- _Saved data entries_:
_ _ _
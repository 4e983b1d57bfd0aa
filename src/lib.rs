//! # rcon-server - An Embeddable Source RCON Server
//!
//! A from-scratch implementation of the Source RCON protocol for Tokio
//! applications. The host application plugs in a command executor; this
//! crate handles the socket, the framing, authentication, response
//! chunking and connection lifecycle.
//!
//! ## Architecture
//!
//! ```text
//! ┌─────────────────────────────────────────────────────────────────────────┐
//! │                            rcon-server                                  │
//! │                                                                         │
//! │  ┌─────────────┐    ┌─────────────┐    ┌─────────────┐                  │
//! │  │ RconServer  │───>│ Connection  │───>│  Session    │                  │
//! │  │ (acceptor)  │    │  Handler    │    │  Handler    │                  │
//! │  └─────────────┘    └──────┬──────┘    └──────┬──────┘                  │
//! │                            │                  │                         │
//! │                            ▼                  ▼                         │
//! │                     ┌─────────────┐    ┌─────────────┐                  │
//! │                     │ Frame codec │    │ Response    │                  │
//! │                     │ + Packet    │    │ Sink        │                  │
//! │                     └─────────────┘    └──────┬──────┘                  │
//! │                                               │                         │
//! └───────────────────────────────────────────────┼─────────────────────────┘
//!                                                 ▼
//!                                   CommandExecutor (host application)
//! ```
//!
//! ## Quick Start
//!
//! ```ignore
//! use rcon_server::{Host, RconConfig, RconServer};
//! use std::sync::Arc;
//!
//! #[tokio::main]
//! async fn main() {
//!     let config = RconConfig {
//!         password: "change-me".to_string(),
//!         ..Default::default()
//!     };
//!     let host = Host::new(Arc::new(MyExecutor));
//!
//!     let server = RconServer::bind(config, host).await.unwrap();
//!     // ... run the application ...
//!     server.shutdown().await;
//! }
//! ```
//!
//! ## Module Overview
//!
//! - [`protocol`]: frame codec and packet types
//! - [`session`]: authentication/command state machine and output capture
//! - [`connection`]: per-client read/write loop with idle guard
//! - [`server`]: listener, graceful shutdown and rebinding
//! - [`host`]: traits the embedding application implements
//! - [`config`]: configuration snapshot and loader
//!
//! ## Wire Format
//!
//! Each message is `i32 length (LE)` + `i32 request id` + `i32 type` +
//! UTF-8 body + two null bytes. Frames above 4096 bytes (or with a negative
//! length) close the connection; responses are split into 2048-byte
//! packets.

pub mod builtin;
pub mod config;
pub mod connection;
pub mod host;
pub mod protocol;
pub mod server;
pub mod session;

#[cfg(test)]
mod testing;

// Re-export commonly used types for convenience
pub use config::{ConfigError, RconConfig};
pub use connection::{ConnectionError, ConnectionStats};
pub use host::{CommandExecutor, ExecutorError, Host, HostControl, Notifier, Translator};
pub use protocol::{FrameError, Packet, PacketKind};
pub use server::{RconServer, RconService, ServerError};
pub use session::{OutputLine, ResponseSink};

/// The default port the RCON server listens on
pub const DEFAULT_PORT: u16 = config::DEFAULT_PORT;

/// Version of rcon-server
pub const VERSION: &str = env!("CARGO_PKG_VERSION");
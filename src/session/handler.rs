//! Protocol Session Handler
//!
//! The per-connection RCON state machine. It consumes decoded packets and
//! produces the packets to send back; it never touches the socket, which
//! keeps it testable without a network.
//!
//! ## States
//!
//! ```text
//!                 AUTH (password ok)
//!  Unauthenticated ─────────────────> Authenticated
//!        ▲                                  │
//!        └──────────────────────────────────┘
//!                 AUTH (password wrong)
//! ```
//!
//! ## Replies
//!
//! | Incoming                     | Outgoing                                        |
//! |------------------------------|-------------------------------------------------|
//! | AUTH, password ok            | `(id, RESPONSE, "")`, `(id, AUTH_RESPONSE, "")` |
//! | AUTH, password wrong         | `(-1, RESPONSE, "")`, `(-1, AUTH_RESPONSE, "")` |
//! | COMMAND, not authenticated   | `(-1, AUTH_RESPONSE, "")`                       |
//! | COMMAND, authenticated       | `(id, RESPONSE, "")` then one RESPONSE per chunk|
//! | anything else                | one RESPONSE per chunk of "unknown request"     |
//!
//! The empty RESPONSE packets in front of the auth acknowledgement and the
//! command output are not in the protocol text, but common clients wait for
//! them, so they are always sent.

use crate::config::RconConfig;
use crate::host::Host;
use crate::protocol::{Packet, PacketKind, FAILURE_ID};
use crate::session::sink::ResponseSink;
use crate::session::text::{chunk_message, strip_colors, MAX_CHUNK_SIZE};
use std::net::SocketAddr;
use std::sync::Arc;
use tracing::{debug, error, info};

/// Commands that shut the host down instead of being dispatched.
const STOP_COMMANDS: [&str; 2] = ["stop", "end"];

/// Message returned for a stop command.
pub const SHUTDOWN_MESSAGE: &str = "Shutting down the proxy...";

/// Message returned for a failed command when detailed errors are off.
pub const GENERIC_FAILURE_MESSAGE: &str = "Command failed";

/// Permission observers need to receive debug notices.
pub const NOTIFY_PERMISSION: &str = "rcon.notify";

/// Authentication state of a session.
#[derive(Debug, Clone, Copy, PartialEq, Eq, Default)]
pub enum SessionState {
    #[default]
    Unauthenticated,
    Authenticated,
}

/// What the connection should do after handling one packet.
#[derive(Debug, Default, PartialEq, Eq)]
pub struct Reply {
    /// Packets to write, in order
    pub packets: Vec<Packet>,
    /// Shut the host down once `packets` are flushed
    pub shutdown: bool,
}

impl Reply {
    fn packets(packets: Vec<Packet>) -> Self {
        Self {
            packets,
            shutdown: false,
        }
    }
}

/// Result of running one command line.
struct Outcome {
    success: bool,
    message: String,
    shutdown: bool,
}

/// State machine for one RCON connection.
pub struct SessionHandler {
    config: Arc<RconConfig>,
    host: Host,
    peer: SocketAddr,
    state: SessionState,
}

impl SessionHandler {
    /// Creates a handler for the client at `peer`.
    pub fn new(config: Arc<RconConfig>, host: Host, peer: SocketAddr) -> Self {
        Self {
            config,
            host,
            peer,
            state: SessionState::Unauthenticated,
        }
    }

    pub fn state(&self) -> SessionState {
        self.state
    }

    pub fn is_authenticated(&self) -> bool {
        self.state == SessionState::Authenticated
    }

    /// Handles one packet and returns the reply.
    ///
    /// For an authenticated command this awaits the host executor; the
    /// caller must not feed the next packet before this returns.
    pub async fn handle(&mut self, packet: Packet) -> Reply {
        match packet.kind {
            PacketKind::Auth => self.handle_auth(packet.request_id, &packet.body),
            PacketKind::Command => self.handle_command(packet.request_id, &packet.body).await,
            PacketKind::Response | PacketKind::Unknown(_) => {
                self.handle_unknown(packet.request_id, packet.kind)
            }
        }
    }

    fn handle_auth(&mut self, request_id: i32, password: &str) -> Reply {
        let reply_id = if password == self.config.password {
            self.state = SessionState::Authenticated;
            info!(client = %self.peer, "RCON client authenticated");
            request_id
        } else {
            self.state = SessionState::Unauthenticated;
            info!(client = %self.peer, "RCON authentication failed");
            FAILURE_ID
        };

        Reply::packets(vec![
            Packet::empty_response(reply_id),
            Packet::auth_response(reply_id),
        ])
    }

    async fn handle_command(&mut self, request_id: i32, body: &str) -> Reply {
        if !self.is_authenticated() {
            debug!(client = %self.peer, "Command rejected before authentication");
            return Reply::packets(vec![Packet::auth_response(FAILURE_ID)]);
        }

        if self.config.debug {
            self.announce(body);
        }

        let command = body.trim();

        let outcome = self.run_command(command).await;
        let mut message = if outcome.success {
            outcome.message
        } else {
            self.failure_message(command, outcome.message)
        };

        if !self.config.colored {
            message = strip_colors(&message);
        }

        let mut packets = vec![Packet::empty_response(request_id)];
        packets.extend(chunk_packets(request_id, &message));

        Reply {
            packets,
            shutdown: outcome.shutdown,
        }
    }

    fn handle_unknown(&self, request_id: i32, kind: PacketKind) -> Reply {
        debug!(client = %self.peer, kind = %kind, "Unknown request type");
        let mut message = format!("{} {:x}", self.config.messages.unknown_request, kind.code());
        if !self.config.colored {
            message = strip_colors(&message);
        }
        Reply::packets(chunk_packets(request_id, &message).collect())
    }

    async fn run_command(&self, command: &str) -> Outcome {
        if STOP_COMMANDS
            .iter()
            .any(|stop| command.eq_ignore_ascii_case(stop))
        {
            info!(client = %self.peer, "Shutdown requested over RCON");
            return Outcome {
                success: true,
                message: SHUTDOWN_MESSAGE.to_string(),
                shutdown: true,
            };
        }

        let mut sink = ResponseSink::new(self.host.translator.clone(), self.host.locale.clone());
        let (success, message) = match self.host.executor.execute(&mut sink, command).await {
            Ok(true) => (true, sink.flush()),
            Ok(false) => (false, self.config.messages.no_command.clone()),
            Err(e) => {
                if self.config.log_errors {
                    error!(client = %self.peer, command = command, error = %e, "Command execution failed");
                }
                (false, self.config.messages.unknown_error.clone())
            }
        };

        Outcome {
            success,
            message,
            shutdown: false,
        }
    }

    /// Builds the client-facing text for a failed command.
    fn failure_message(&self, command: &str, reason: String) -> String {
        if !self.config.log_errors {
            return GENERIC_FAILURE_MESSAGE.to_string();
        }

        let detailed = format!(
            "{} {} ({})",
            self.config.messages.error_executing, command, reason
        );
        info!(client = %self.peer, "RCON error: {}", detailed);
        detailed
    }

    fn announce(&self, command: &str) {
        let notice = self
            .config
            .messages
            .connect_notice(&self.peer.to_string(), command);
        info!(client = %self.peer, "{}", notice);
        self.host.notifier.notify(NOTIFY_PERMISSION, &notice);
    }
}
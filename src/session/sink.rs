//! Response Sink
//!
//! The output target handed to the [`CommandExecutor`] for exactly one
//! command. The executor calls [`ResponseSink::send`] any number of times;
//! the session calls [`ResponseSink::flush`] once the command has finished
//! and turns the collected text into response packets.
//!
//! Every line is flattened to plain text on the way in: translatable lines
//! are resolved through the host [`Translator`] (falling back to English,
//! then to the raw key) and formatting codes are stripped.
//!
//! [`CommandExecutor`]: crate::host::CommandExecutor

use crate::host::{NoTranslations, Translator};
use crate::session::text::strip_colors;
use std::sync::Arc;

/// Locale used when the primary locale has no translation.
pub const FALLBACK_LOCALE: &str = "en";

/// One line of command output.
#[derive(Debug, Clone, PartialEq, Eq)]
pub enum OutputLine {
    /// Already flat text
    Text(String),
    /// A translation key with positional arguments (`{0}`, `{1}`, ...)
    Translatable { key: String, args: Vec<String> },
}

impl OutputLine {
    pub fn translatable(key: impl Into<String>, args: Vec<String>) -> Self {
        OutputLine::Translatable {
            key: key.into(),
            args,
        }
    }
}

impl From<&str> for OutputLine {
    fn from(text: &str) -> Self {
        OutputLine::Text(text.to_string())
    }
}

impl From<String> for OutputLine {
    fn from(text: String) -> Self {
        OutputLine::Text(text)
    }
}

/// Append-only text buffer capturing one command's output.
pub struct ResponseSink {
    buffer: String,
    translator: Arc<dyn Translator>,
    locale: String,
}

impl ResponseSink {
    /// Creates a sink that renders translatable lines for `locale`.
    pub fn new(translator: Arc<dyn Translator>, locale: impl Into<String>) -> Self {
        Self {
            buffer: String::new(),
            translator,
            locale: locale.into(),
        }
    }

    /// Creates a sink without translations.
    pub fn plain() -> Self {
        Self::new(Arc::new(NoTranslations), FALLBACK_LOCALE)
    }

    /// Appends one line of output.
    pub fn send(&mut self, line: impl Into<OutputLine>) {
        let text = strip_colors(&self.render(line.into()));
        if !self.buffer.is_empty() {
            self.buffer.push('\n');
        }
        self.buffer.push_str(&text);
    }

    /// Returns everything sent so far and empties the buffer.
    pub fn flush(&mut self) -> String {
        std::mem::take(&mut self.buffer)
    }

    pub fn is_empty(&self) -> bool {
        self.buffer.is_empty()
    }

    pub fn locale(&self) -> &str {
        &self.locale
    }

    fn render(&self, line: OutputLine) -> String {
        match line {
            OutputLine::Text(text) => text,
            OutputLine::Translatable { key, args } => {
                let template = self
                    .translator
                    .translate(&key, &self.locale)
                    .or_else(|| self.translator.translate(&key, FALLBACK_LOCALE))
                    .unwrap_or(key);
                substitute_args(&template, &args)
            }
        }
    }
}

impl std::fmt::Debug for ResponseSink {
    fn fmt(&self, f: &mut std::fmt::Formatter<'_>) -> std::fmt::Result {
        f.debug_struct("ResponseSink")
            .field("buffered", &self.buffer.len())
            .field("locale", &self.locale)
            .finish()
    }
}

/// Replaces `{i}` placeholders in one left-to-right pass; argument text is
/// never rescanned. Unknown or malformed placeholders are kept verbatim.
fn substitute_args(template: &str, args: &[String]) -> String {
    let mut out = String::with_capacity(template.len());
    let mut rest = template;

    while let Some(open) = rest.find('{') {
        out.push_str(&rest[..open]);
        let after = &rest[open + 1..];

        let arg = after.find('}').and_then(|close| {
            let index: usize = after[..close].parse().ok()?;
            args.get(index).map(|arg| (arg, close))
        });

        match arg {
            Some((arg, close)) => {
                out.push_str(arg);
                rest = &after[close + 1..];
            }
            None => {
                out.push('{');
                rest = after;
            }
        }
    }

    out.push_str(rest);
    out
}

#[cfg(test)]
mod tests {
    use super::*;
    use std::collections::HashMap;

    struct MapTranslator(HashMap<(&'static str, &'static str), &'static str>);

    impl Translator for MapTranslator {
        fn translate(&self, key: &str, locale: &str) -> Option<String> {
            self.0
                .iter()
                .find(|((k, l), _)| *k == key && *l == locale)
                .map(|(_, v)| v.to_string())
        }
    }

    fn translator() -> Arc<dyn Translator> {
        let mut map = HashMap::new();
        map.insert(("greeting", "uk"), "Привіт, {0}!");
        map.insert(("greeting", "en"), "Hello, {0}!");
        map.insert(("farewell", "en"), "Bye {0} and {1}");
        Arc::new(MapTranslator(map))
    }

    #[test]
    fn test_lines_joined_with_newlines() {
        let mut sink = ResponseSink::plain();
        sink.send("first");
        sink.send(String::from("second"));
        assert_eq!(sink.flush(), "first\nsecond");
    }

    #[test]
    fn test_flush_resets() {
        let mut sink = ResponseSink::plain();
        sink.send("once");
        assert_eq!(sink.flush(), "once");
        assert!(sink.is_empty());
        assert_eq!(sink.flush(), "");
    }

    #[test]
    fn test_empty_lines_are_kept() {
        let mut sink = ResponseSink::plain();
        sink.send("a");
        sink.send("");
        sink.send("b");
        assert_eq!(sink.flush(), "a\n\nb");
    }

    #[test]
    fn test_colors_stripped_from_output() {
        let mut sink = ResponseSink::plain();
        sink.send("§aOnline: §f3");
        assert_eq!(sink.flush(), "Online: 3");
    }

    #[test]
    fn test_translation_primary_locale() {
        let mut sink = ResponseSink::new(translator(), "uk");
        sink.send(OutputLine::translatable("greeting", vec!["Admin".to_string()]));
        assert_eq!(sink.flush(), "Привіт, Admin!");
    }

    #[test]
    fn test_translation_falls_back_to_english() {
        let mut sink = ResponseSink::new(translator(), "uk");
        sink.send(OutputLine::translatable(
            "farewell",
            vec!["A".to_string(), "B".to_string()],
        ));
        assert_eq!(sink.flush(), "Bye A and B");
    }

    #[test]
    fn test_arguments_are_not_substituted_twice() {
        let rendered = substitute_args(
            "{0} kicked {1}",
            &["{1}".to_string(), "Bob".to_string()],
        );
        assert_eq!(rendered, "{1} kicked Bob");
    }

    #[test]
    fn test_unmatched_placeholders_kept() {
        let args = ["x".to_string()];
        assert_eq!(substitute_args("{0} {1} {a} {", &args), "x {1} {a} {");
        assert_eq!(substitute_args("{{0}}", &args), "{x}");
    }

    #[test]
    fn test_missing_translation_uses_key() {
        let mut sink = ResponseSink::new(translator(), "de");
        sink.send(OutputLine::translatable("commands.unknown", vec![]));
        assert_eq!(sink.flush(), "commands.unknown");
    }
}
_ _ _
- _WORK TASK_: Which lines of the data above contain the string "announce"? Copy each of them.

- _ANSWER FOR THE TASK_:
            self.announce(body);
    fn announce(&self, command: &str) {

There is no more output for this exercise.